### Your objective
Copy out each line containing "client" from the entries below.
[Data to use Boundary: Start]
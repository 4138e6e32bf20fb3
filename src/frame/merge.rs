//! Frame Merger
//!
//! Concatenates per-chunk frames into one frame, in chunk order.
//!
//! Chunks are contiguous and non-overlapping in time, so appending their rows
//! in plan order yields time-ordered output as long as each chunk is itself
//! ordered. Frames that do not match the base schema are dropped rather than
//! failing the whole merge.

use super::types::Frame;

/// Merge chunk frames into a single frame.
///
/// - No frames: `None`
/// - One frame: returned as-is
/// - Otherwise the first frame with columns becomes the base, and every later
///   frame with the same column count and types is appended to it.
pub fn merge_frames(frames: Vec<Frame>) -> Option<Frame> {
    if frames.len() <= 1 {
        return frames.into_iter().next();
    }

    let base_index = match frames.iter().position(|f| !f.columns.is_empty()) {
        Some(i) => i,
        None => return frames.into_iter().next(),
    };

    let mut remaining = frames.into_iter().skip(base_index);
    let mut merged = remaining.next()?;
    let schema = merged.schema();

    let compatible: Vec<Frame> = remaining
        .enumerate()
        .filter(|(offset, frame)| {
            let index = base_index + 1 + offset;
            if frame.columns.is_empty() {
                tracing::debug!(chunk = index, "Skipping empty chunk frame");
                return false;
            }
            if frame.columns.len() != schema.len() {
                tracing::warn!(
                    chunk = index,
                    expected_columns = schema.len(),
                    found_columns = frame.columns.len(),
                    "Skipping chunk frame with mismatched column count"
                );
                return false;
            }
            if frame.schema() != schema {
                tracing::warn!(chunk = index, "Skipping chunk frame with mismatched column types");
                return false;
            }
            if let Err(e) = frame.row_len() {
                tracing::warn!(chunk = index, error = %e, "Skipping malformed chunk frame");
                return false;
            }
            true
        })
        .map(|(_, frame)| frame)
        .collect();

    let additional: usize = compatible.iter().map(Frame::rows).sum();
    if additional == 0 {
        return Some(merged);
    }

    // Grow every column once to its final size before copying
    for column in &mut merged.columns {
        column.data.reserve(additional);
    }

    for frame in compatible {
        for (dst, src) in merged.columns.iter_mut().zip(frame.columns) {
            if let Err(e) = dst.data.append(src.data) {
                // Schema was checked above
                tracing::error!(column = %dst.name, error = %e, "Column append failed during merge");
            }
        }
    }

    Some(merged)
}
//! Macro Expander
//!
//! Textual substitution of time macros into backend SQL:
//!
//! ```text
//! $__timeFilter(col)        → col >= '<from>' AND col < '<to>'
//! $__timeFrom()             → '<from>'
//! $__timeTo()               → '<to>'
//! $__interval               → "1 hour" | "10 minutes" | "1 minute" | "10 seconds"
//! $__timeGroup(col, '1h')   → to_timestamp((epoch_ns(col) // 1000000000 // 3600) * 3600)
//! ```
//!
//! Bounds come from the chunk being run. `$__interval` is sized from the
//! original range so every chunk buckets at the same granularity.
//!
//! `$__timeGroup` uses integer epoch division: floating-point epoch math
//! rounds instants just before a boundary (05:59:59.999) into the next bucket.

use chrono::Duration;

use crate::frame::TimeRange;

const TIME_FILTER: &str = "$__timeFilter(";
const TIME_FROM: &str = "$__timeFrom()";
const TIME_TO: &str = "$__timeTo()";
const INTERVAL: &str = "$__interval";
const TIME_GROUP: &str = "$__timeGroup(";

/// Column used when `$__timeFilter()` has no argument
pub const DEFAULT_TIME_COLUMN: &str = "time";

/// Bucket size used for unrecognised `$__timeGroup` intervals
pub const DEFAULT_INTERVAL_SECS: i64 = 3600;

/// Expand every macro against a single range
pub fn expand_macros(sql: &str, range: &TimeRange) -> String {
    expand_macros_for_chunk(sql, range, range)
}

/// Expand every macro for one chunk of a split query
pub fn expand_macros_for_chunk(sql: &str, chunk: &TimeRange, original: &TimeRange) -> String {
    let sql = expand_time_filter(sql, chunk);
    let sql = sql
        .replace(TIME_FROM, &format!("'{}'", chunk.from_literal()))
        .replace(TIME_TO, &format!("'{}'", chunk.to_literal()))
        .replace(INTERVAL, interval_for(original.duration()));
    expand_time_group(&sql)
}

/// Coarse interval text for a range of the given length
pub fn interval_for(span: Duration) -> &'static str {
    if span > Duration::days(7) {
        "1 hour"
    } else if span > Duration::days(1) {
        "10 minutes"
    } else if span > Duration::hours(6) {
        "1 minute"
    } else {
        "10 seconds"
    }
}

/// Seconds in an interval written as `1h` or `1 hour`
pub fn interval_seconds(interval: &str) -> i64 {
    match interval.trim() {
        "1s" | "1 second" => 1,
        "5s" | "5 seconds" => 5,
        "10s" | "10 seconds" => 10,
        "30s" | "30 seconds" => 30,
        "1m" | "1 minute" => 60,
        "5m" | "5 minutes" => 300,
        "10m" | "10 minutes" => 600,
        "15m" | "15 minutes" => 900,
        "30m" | "30 minutes" => 1800,
        "1h" | "1 hour" => 3600,
        "6h" | "6 hours" => 21600,
        "12h" | "12 hours" => 43200,
        "1d" | "1 day" => 86400,
        _ => DEFAULT_INTERVAL_SECS,
    }
}

/// Byte offset of the `)` closing an argument list that starts at `args[0]`
fn closing_paren(args: &str) -> Option<usize> {
    let mut depth = 0usize;
    for (i, c) in args.char_indices() {
        match c {
            '(' => depth += 1,
            ')' if depth == 0 => return Some(i),
            ')' => depth -= 1,
            _ => {}
        }
    }
    None
}

/// Byte offset of the first comma outside nested parentheses
fn top_level_comma(args: &str) -> Option<usize> {
    let mut depth = 0usize;
    for (i, c) in args.char_indices() {
        match c {
            '(' => depth += 1,
            ')' => depth = depth.saturating_sub(1),
            ',' if depth == 0 => return Some(i),
            _ => {}
        }
    }
    None
}

/// Replace each `prefix(...)` call with `expand(args)`.
///
/// `expand` returning `None` leaves that call as written. An unterminated
/// call stops the scan and keeps the rest of the text verbatim.
fn expand_calls(sql: &str, prefix: &str, mut expand: impl FnMut(&str) -> Option<String>) -> String {
    let mut out = String::with_capacity(sql.len() + 64);
    let mut rest = sql;

    while let Some(start) = rest.find(prefix) {
        let args_start = start + prefix.len();
        let Some(close) = closing_paren(&rest[args_start..]) else {
            tracing::warn!(
                macro_name = prefix.trim_end_matches('('),
                "Macro has no closing parenthesis, leaving it unexpanded"
            );
            break;
        };
        let args_end = args_start + close;
        let call_end = args_end + 1;

        match expand(&rest[args_start..args_end]) {
            Some(replacement) => {
                out.push_str(&rest[..start]);
                out.push_str(&replacement);
            }
            None => out.push_str(&rest[..call_end]),
        }
        rest = &rest[call_end..];
    }

    out.push_str(rest);
    out
}

fn expand_time_filter(sql: &str, range: &TimeRange) -> String {
    let from = range.from_literal();
    let to = range.to_literal();

    expand_calls(sql, TIME_FILTER, |args| {
        let mut column = args.trim();
        if column.is_empty() {
            tracing::warn!("$__timeFilter has no column argument, using '{}'", DEFAULT_TIME_COLUMN);
            column = DEFAULT_TIME_COLUMN;
        }
        Some(format!("{column} >= '{from}' AND {column} < '{to}'"))
    })
}

fn expand_time_group(sql: &str) -> String {
    expand_calls(sql, TIME_GROUP, |args| {
        let Some(comma) = top_level_comma(args) else {
            tracing::warn!(
                found = %args,
                "$__timeGroup requires two arguments: $__timeGroup(column, interval)"
            );
            return None;
        };

        let column = args[..comma].trim();
        let interval = args[comma + 1..].trim().trim_matches(|c| c == '\'' || c == '"');
        if column.is_empty() {
            tracing::warn!(found = %args, "$__timeGroup has no column argument");
            return None;
        }

        let secs = interval_seconds(interval);
        Some(format!(
            "to_timestamp((epoch_ns({column}) // 1000000000 // {secs}) * {secs})"
        ))
    })
}
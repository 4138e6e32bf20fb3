//! Split Eligibility
//!
//! Conservative textual checks deciding whether a query may be split.
//! Keywords inside string literals or comments also count, which can
//! disable splitting needlessly but never enables it wrongly.

use regex::Regex;
use std::sync::OnceLock;

/// Reason a query must run as a single statement
#[derive(Debug, Clone, Copy, PartialEq, Eq)]
pub enum SplitBlocker {
    /// A per-chunk LIMIT would multiply the row count
    Limit,
    /// Each chunk would aggregate independently
    AggregationWithoutTimeGroup,
    /// Splitting would re-run the same unfiltered query per chunk
    NoTimeFilter,
    /// Macro rewriting of multi-statement SQL is unsafe
    Union,
}

impl std::fmt::Display for SplitBlocker {
    fn fmt(&self, f: &mut std::fmt::Formatter<'_>) -> std::fmt::Result {
        let reason = match self {
            SplitBlocker::Limit => "query has a LIMIT clause",
            SplitBlocker::AggregationWithoutTimeGroup => "aggregation without $__timeGroup",
            SplitBlocker::NoTimeFilter => "query does not use a time filter macro",
            SplitBlocker::Union => "query contains UNION",
        };
        f.write_str(reason)
    }
}

/// Standard SQL and DuckDB aggregate functions
const AGGREGATE_FUNCTIONS: &[&str] = &[
    // General
    "SUM(", "FSUM(", "COUNT(", "COUNTIF(", "AVG(", "FAVG(",
    "MIN(", "MAX(", "ANY_VALUE(",
    "ARG_MIN(", "ARG_MIN_NULL(", "ARG_MAX(", "ARG_MAX_NULL(",
    "FIRST(", "LAST(", "PRODUCT(",
    "STRING_AGG(", "LIST(", "ARRAY_AGG(",
    "BOOL_AND(", "BOOL_OR(",
    "BIT_AND(", "BIT_OR(", "BIT_XOR(", "BITSTRING_AGG(",
    "GEOMETRIC_MEAN(", "WEIGHTED_AVG(",
    // Statistical
    "MEDIAN(", "MODE(", "MAD(",
    "STDDEV(", "STDDEV_POP(", "STDDEV_SAMP(",
    "VARIANCE(", "VAR_POP(", "VAR_SAMP(",
    "SKEWNESS(", "SKEWNESS_POP(",
    "KURTOSIS(", "KURTOSIS_POP(",
    "ENTROPY(", "CORR(",
    "COVAR_POP(", "COVAR_SAMP(",
    "QUANTILE(", "QUANTILE_CONT(", "QUANTILE_DISC(",
    "HISTOGRAM(", "HISTOGRAM_EXACT(", "HISTOGRAM_VALUES(",
    // Approximate
    "APPROX_COUNT_DISTINCT(", "APPROX_QUANTILE(", "APPROX_TOP_K(",
    "RESERVOIR_QUANTILE(",
    // Regression
    "REGR_AVGX(", "REGR_AVGY(", "REGR_COUNT(",
    "REGR_INTERCEPT(", "REGR_R2(", "REGR_SLOPE(",
    "REGR_SXX(", "REGR_SXY(", "REGR_SYY(",
];

static LIMIT_KEYWORD: OnceLock<Option<Regex>> = OnceLock::new();
static UNION_KEYWORD: OnceLock<Option<Regex>> = OnceLock::new();

/// Case-insensitive whole-word match. A pattern that fails to compile
/// matches everything, which only ever disables splitting.
fn contains_keyword(cell: &'static OnceLock<Option<Regex>>, keyword: &str, sql: &str) -> bool {
    let pattern = cell.get_or_init(|| {
        Regex::new(&format!(r"(?i)\b{}\b", keyword))
            .map_err(|e| tracing::error!(keyword, error = %e, "Invalid keyword pattern"))
            .ok()
    });
    pattern.as_ref().map_or(true, |re| re.is_match(sql))
}

/// Whether `sql` has a standalone LIMIT keyword
pub fn contains_limit(sql: &str) -> bool {
    contains_keyword(&LIMIT_KEYWORD, "LIMIT", sql)
}

/// Whether `sql` has a standalone UNION keyword
pub fn contains_union(sql: &str) -> bool {
    contains_keyword(&UNION_KEYWORD, "UNION", sql)
}

/// Whether `sql` aggregates over the whole range rather than per time bucket
pub fn contains_aggregation_without_time_group(sql: &str) -> bool {
    if sql.contains("$__timeGroup") {
        return false;
    }

    let upper = sql.to_uppercase();
    if upper.contains("GROUP BY") {
        return true;
    }
    // Covers SELECT DISTINCT and *_DISTINCT( functions
    if upper.contains("DISTINCT ") || upper.contains("DISTINCT(") || upper.ends_with("DISTINCT") {
        return true;
    }
    if AGGREGATE_FUNCTIONS.iter().any(|f| upper.contains(f)) {
        return true;
    }
    // Window functions restart in every chunk
    upper.contains(" OVER(") || upper.contains(" OVER (")
}

/// Whether `sql` references the query's time bounds at all
pub fn uses_time_macros(sql: &str) -> bool {
    sql.contains("$__timeFilter") || sql.contains("$__timeFrom") || sql.contains("$__timeTo")
}

/// Every reason `sql` cannot be split, in check order
pub fn split_blockers(sql: &str) -> Vec<SplitBlocker> {
    let mut blockers = Vec::new();
    if contains_limit(sql) {
        blockers.push(SplitBlocker::Limit);
    }
    if contains_aggregation_without_time_group(sql) {
        blockers.push(SplitBlocker::AggregationWithoutTimeGroup);
    }
    if !uses_time_macros(sql) {
        blockers.push(SplitBlocker::NoTimeFilter);
    }
    if contains_union(sql) {
        blockers.push(SplitBlocker::Union);
    }
    blockers
}

#[cfg(test)]
mod tests {
    use super::*;

    #[test]
    fn test_contains_limit() {
        assert!(contains_limit("SELECT * FROM t LIMIT 10"));
        assert!(contains_limit("select * from t\nlimit 10"));
        assert!(contains_limit("SELECT * FROM t LIMIT"));
        assert!(!contains_limit("SELECT limited FROM t"));
        assert!(!contains_limit("SELECT * FROM rate_limits"));
    }

    #[test]
    fn test_aggregation_detection() {
        assert!(contains_aggregation_without_time_group(
            "SELECT host, count(*) FROM t WHERE $__timeFilter(time) GROUP BY host"
        ));
        assert!(contains_aggregation_without_time_group("SELECT DISTINCT host FROM t"));
        assert!(contains_aggregation_without_time_group(
            "SELECT approx_count_distinct(host) FROM t"
        ));
        assert!(contains_aggregation_without_time_group("SELECT avg(v) FROM t"));
        assert!(contains_aggregation_without_time_group(
            "SELECT v - lag(v) OVER (ORDER BY time) FROM t"
        ));
        assert!(!contains_aggregation_without_time_group(
            "SELECT $__timeGroup(time, '1h'), avg(v) FROM t GROUP BY 1"
        ));
        assert!(!contains_aggregation_without_time_group(
            "SELECT time, host, v FROM t WHERE $__timeFilter(time)"
        ));
    }

    #[test]
    fn test_time_macros() {
        assert!(uses_time_macros("WHERE $__timeFilter(time)"));
        assert!(uses_time_macros("WHERE time > $__timeFrom()"));
        assert!(uses_time_macros("WHERE time < $__timeTo()"));
        assert!(!uses_time_macros("SELECT * FROM t"));
    }

    #[test]
    fn test_split_blockers() {
        assert!(split_blockers("SELECT time, v FROM t WHERE $__timeFilter(time)").is_empty());

        assert_eq!(
            split_blockers("SELECT count(*) FROM t LIMIT 5"),
            vec![
                SplitBlocker::Limit,
                SplitBlocker::AggregationWithoutTimeGroup,
                SplitBlocker::NoTimeFilter
            ]
        );

        assert_eq!(
            split_blockers(
                "SELECT time, v FROM a WHERE $__timeFilter(time) UNION ALL \
                 SELECT time, v FROM b WHERE $__timeFilter(time)"
            ),
            vec![SplitBlocker::Union]
        );
    }

    #[test]
    fn test_blocker_display() {
        assert_eq!(SplitBlocker::Limit.to_string(), "query has a LIMIT clause");
    }
}
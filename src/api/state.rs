//! Application State
//!
//! Shared state accessible by all API handlers.
//! Wrapped in Arc for thread-safe sharing across async tasks.

use serde::{Deserialize, Serialize};
use std::sync::Arc;
use std::time::Instant;

use crate::client::BackendSettings;
use crate::query::QueryExecutor;

/// Shared application state for all handlers
#[derive(Clone)]
pub struct AppState {
    /// Query executor bound to the backend client
    pub executor: Arc<QueryExecutor>,
    /// Datasource settings every request starts from
    pub settings: Arc<BackendSettings>,
    /// API configuration
    pub config: Arc<ApiConfig>,
    /// Server start time for uptime tracking
    pub start_time: Instant,
}

impl AppState {
    pub fn new(executor: Arc<QueryExecutor>, settings: BackendSettings, config: ApiConfig) -> Self {
        Self {
            executor,
            settings: Arc::new(settings),
            config: Arc::new(config),
            start_time: Instant::now(),
        }
    }

    /// Get server uptime in seconds
    pub fn uptime_seconds(&self) -> u64 {
        self.start_time.elapsed().as_secs()
    }
}

/// API server configuration
#[derive(Debug, Clone, PartialEq, Serialize, Deserialize)]
pub struct ApiConfig {
    /// Host to bind to
    #[serde(default = "default_host")]
    pub host: String,
    /// Port to listen on
    #[serde(default = "default_port")]
    pub port: u16,
    /// Maximum request body size in bytes
    #[serde(default = "default_max_body_size")]
    pub max_body_size: usize,
}

fn default_host() -> String {
    "127.0.0.1".to_string()
}

fn default_port() -> u16 {
    8090
}

fn default_max_body_size() -> usize {
    1024 * 1024 // 1MB
}

impl Default for ApiConfig {
    fn default() -> Self {
        Self {
            host: default_host(),
            port: default_port(),
            max_body_size: default_max_body_size(),
        }
    }
}

impl ApiConfig {
    /// Create config with custom host and port
    pub fn new(host: impl Into<String>, port: u16) -> Self {
        Self {
            host: host.into(),
            port,
            ..Default::default()
        }
    }

    /// Get the socket address string
    pub fn addr(&self) -> String {
        format!("{}:{}", self.host, self.port)
    }
}
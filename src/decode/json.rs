//! JSON Response Decoder
//!
//! Decodes the row-oriented JSON body:
//!
//! ```text
//! { "columns": ["time", "host", "value"],
//!   "data":    [["2026-02-18T10:00:00Z", "a", 1.5], ...] }
//! ```
//!
//! Column types are inferred from the first non-null cell of each column.
//! Every later cell is coerced to that type; a cell that cannot be coerced
//! becomes null.

use chrono::{DateTime, NaiveDateTime};
use serde_json::Value as Json;

use super::error::{DecodeError, DecodeResult};
use crate::frame::{Column, ColumnData, ColumnType, Frame};

/// Column names always treated as timestamps when they hold strings
const TIME_COLUMN_NAMES: &[&str] = &["time", "timestamp", "_time"];

/// Numeric timestamps above this are milliseconds, otherwise seconds
const MILLISECOND_THRESHOLD: f64 = 1e12;

const NAIVE_FORMATS: &[&str] = &[
    "%Y-%m-%dT%H:%M:%S%.f",
    "%Y-%m-%dT%H:%M:%S",
    "%Y-%m-%d %H:%M:%S%.f",
    "%Y-%m-%d %H:%M:%S",
];

/// Parse a string timestamp to Unix milliseconds.
///
/// Accepts RFC 3339 and zone-less ISO-like forms, which are read as UTC.
pub fn parse_timestamp(s: &str) -> Option<i64> {
    if let Ok(dt) = DateTime::parse_from_rfc3339(s) {
        return Some(dt.timestamp_millis());
    }
    NAIVE_FORMATS.iter().find_map(|format| {
        NaiveDateTime::parse_from_str(s, format)
            .ok()
            .map(|naive| naive.and_utc().timestamp_millis())
    })
}

fn json_kind(value: &Json) -> &'static str {
    match value {
        Json::Null => "null",
        Json::Bool(_) => "boolean",
        Json::Number(_) => "number",
        Json::String(_) => "string",
        Json::Array(_) => "array",
        Json::Object(_) => "object",
    }
}

fn numeric_timestamp(n: &serde_json::Number) -> Option<i64> {
    if let Some(i) = n.as_i64() {
        return Some(if i as f64 > MILLISECOND_THRESHOLD {
            i
        } else {
            i.saturating_mul(1_000)
        });
    }
    let f = n.as_f64()?;
    let ms = if f > MILLISECOND_THRESHOLD { f } else { f * 1_000.0 };
    Some(ms as i64)
}

fn infer_type(name: &str, first: Option<&Json>) -> ColumnType {
    match first {
        Some(Json::Number(_)) => ColumnType::Float64,
        Some(Json::Bool(_)) => ColumnType::Bool,
        Some(Json::String(s)) => {
            if TIME_COLUMN_NAMES.contains(&name) || parse_timestamp(s).is_some() {
                ColumnType::Timestamp
            } else {
                ColumnType::String
            }
        }
        // Nested values and all-null columns are shown as text
        _ => ColumnType::String,
    }
}

fn push_cell(data: &mut ColumnData, name: &str, cell: &Json) {
    match (data, cell) {
        (data, Json::Null) => data.push_null(),
        (ColumnData::Float64(v), Json::Number(n)) => v.push(n.as_f64()),
        (ColumnData::Float64(v), Json::String(s)) => v.push(s.trim().parse::<f64>().ok()),
        (ColumnData::Bool(v), Json::Bool(b)) => v.push(Some(*b)),
        (ColumnData::Timestamp(v), Json::String(s)) => {
            let parsed = parse_timestamp(s);
            if parsed.is_none() {
                tracing::warn!(column = %name, value = %s, "Unparseable timestamp, using null");
            }
            v.push(parsed);
        }
        (ColumnData::Timestamp(v), Json::Number(n)) => v.push(numeric_timestamp(n)),
        (ColumnData::String(v), Json::String(s)) => v.push(Some(s.clone())),
        (ColumnData::String(v), other) => v.push(Some(other.to_string())),
        (data, other) => {
            tracing::debug!(
                column = %name,
                column_type = %data.column_type(),
                found = json_kind(other),
                "Cell does not match column type, using null"
            );
            data.push_null();
        }
    }
}

/// Decode a JSON response body into a frame
pub fn decode_json(body: &[u8]) -> DecodeResult<Frame> {
    let doc: Json = serde_json::from_slice(body)?;
    decode_json_value(&doc)
}

/// Decode an already-parsed JSON response into a frame
pub fn decode_json_value(doc: &Json) -> DecodeResult<Frame> {
    let columns = doc.get("columns").ok_or(DecodeError::MissingField("columns"))?;
    let columns = columns.as_array().ok_or_else(|| DecodeError::InvalidShape {
        field: "columns".to_string(),
        expected: "array of strings".to_string(),
        found: json_kind(columns).to_string(),
    })?;

    let names = columns
        .iter()
        .enumerate()
        .map(|(i, c)| {
            c.as_str().map(str::to_string).ok_or_else(|| DecodeError::InvalidShape {
                field: format!("columns[{}]", i),
                expected: "string".to_string(),
                found: json_kind(c).to_string(),
            })
        })
        .collect::<DecodeResult<Vec<String>>>()?;

    let data = doc.get("data").ok_or(DecodeError::MissingField("data"))?;
    let data = data.as_array().ok_or_else(|| DecodeError::InvalidShape {
        field: "data".to_string(),
        expected: "array of rows".to_string(),
        found: json_kind(data).to_string(),
    })?;

    tracing::debug!(columns = names.len(), rows = data.len(), "Decoding JSON response");

    if data.is_empty() {
        return Ok(Frame::new(""));
    }

    let rows = data
        .iter()
        .enumerate()
        .map(|(i, row)| {
            let cells = row.as_array().ok_or_else(|| DecodeError::InvalidShape {
                field: format!("data[{}]", i),
                expected: "array".to_string(),
                found: json_kind(row).to_string(),
            })?;
            if cells.len() != names.len() {
                return Err(DecodeError::InvalidShape {
                    field: format!("data[{}]", i),
                    expected: format!("{} cells", names.len()),
                    found: format!("{} cells", cells.len()),
                });
            }
            Ok(cells.as_slice())
        })
        .collect::<DecodeResult<Vec<&[Json]>>>()?;

    let columns = names
        .into_iter()
        .enumerate()
        .map(|(index, name)| {
            let first = rows.iter().map(|r| &r[index]).find(|v| !v.is_null());
            let column_type = infer_type(&name, first);
            let mut data = ColumnData::with_capacity(column_type, rows.len());
            for row in &rows {
                push_cell(&mut data, &name, &row[index]);
            }
            Column::from_data(name, data)
        })
        .collect();

    Ok(Frame::with_columns("", columns))
}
[Data to use Boundary: End]
### Exercise result
use crate::client::BackendSettings;
    /// Query executor bound to the backend client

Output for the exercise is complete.